* Required work *
Only one number is wanted: the count of lines in the records below that hold the word "PathBuf".
= = =
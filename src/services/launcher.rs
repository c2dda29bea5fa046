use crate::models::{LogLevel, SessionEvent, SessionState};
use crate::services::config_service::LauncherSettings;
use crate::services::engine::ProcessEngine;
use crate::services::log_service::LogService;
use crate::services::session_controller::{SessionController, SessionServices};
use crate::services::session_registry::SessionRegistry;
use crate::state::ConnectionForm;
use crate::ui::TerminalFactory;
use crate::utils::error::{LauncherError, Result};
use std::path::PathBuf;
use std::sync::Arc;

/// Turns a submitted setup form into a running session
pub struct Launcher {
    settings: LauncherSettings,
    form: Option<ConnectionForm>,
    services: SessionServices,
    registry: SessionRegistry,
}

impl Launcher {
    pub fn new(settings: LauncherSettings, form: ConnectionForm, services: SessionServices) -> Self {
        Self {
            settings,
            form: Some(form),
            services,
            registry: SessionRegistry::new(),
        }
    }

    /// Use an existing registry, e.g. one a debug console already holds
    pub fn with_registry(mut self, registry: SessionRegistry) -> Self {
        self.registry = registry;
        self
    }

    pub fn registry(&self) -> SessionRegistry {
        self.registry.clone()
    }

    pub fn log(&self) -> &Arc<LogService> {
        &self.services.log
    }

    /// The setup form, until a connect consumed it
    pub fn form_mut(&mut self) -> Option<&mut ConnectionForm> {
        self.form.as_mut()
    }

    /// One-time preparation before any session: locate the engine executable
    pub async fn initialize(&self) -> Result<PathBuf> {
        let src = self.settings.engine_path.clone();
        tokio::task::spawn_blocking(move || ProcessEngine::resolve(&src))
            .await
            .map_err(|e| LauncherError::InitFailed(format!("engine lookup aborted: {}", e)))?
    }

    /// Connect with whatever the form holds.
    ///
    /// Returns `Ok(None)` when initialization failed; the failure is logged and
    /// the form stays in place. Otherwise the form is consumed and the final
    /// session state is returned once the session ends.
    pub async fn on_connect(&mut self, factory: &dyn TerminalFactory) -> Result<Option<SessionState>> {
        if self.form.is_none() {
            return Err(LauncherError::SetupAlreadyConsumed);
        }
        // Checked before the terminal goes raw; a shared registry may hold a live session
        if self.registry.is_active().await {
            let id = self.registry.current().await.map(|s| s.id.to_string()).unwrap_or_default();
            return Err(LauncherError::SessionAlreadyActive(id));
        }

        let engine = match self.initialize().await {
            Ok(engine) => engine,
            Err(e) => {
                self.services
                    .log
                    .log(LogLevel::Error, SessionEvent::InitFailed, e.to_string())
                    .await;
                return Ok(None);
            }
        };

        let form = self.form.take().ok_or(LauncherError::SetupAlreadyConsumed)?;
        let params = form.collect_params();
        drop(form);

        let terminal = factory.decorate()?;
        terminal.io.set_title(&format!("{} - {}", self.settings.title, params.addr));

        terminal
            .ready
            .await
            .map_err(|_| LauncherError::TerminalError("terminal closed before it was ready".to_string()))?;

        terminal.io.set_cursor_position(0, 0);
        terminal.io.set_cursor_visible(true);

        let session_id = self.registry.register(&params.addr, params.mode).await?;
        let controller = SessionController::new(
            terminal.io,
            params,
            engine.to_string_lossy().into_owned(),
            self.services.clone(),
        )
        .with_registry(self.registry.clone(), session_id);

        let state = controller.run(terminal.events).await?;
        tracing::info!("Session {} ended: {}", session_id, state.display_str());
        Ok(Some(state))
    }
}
= = =
* Response to the task *
2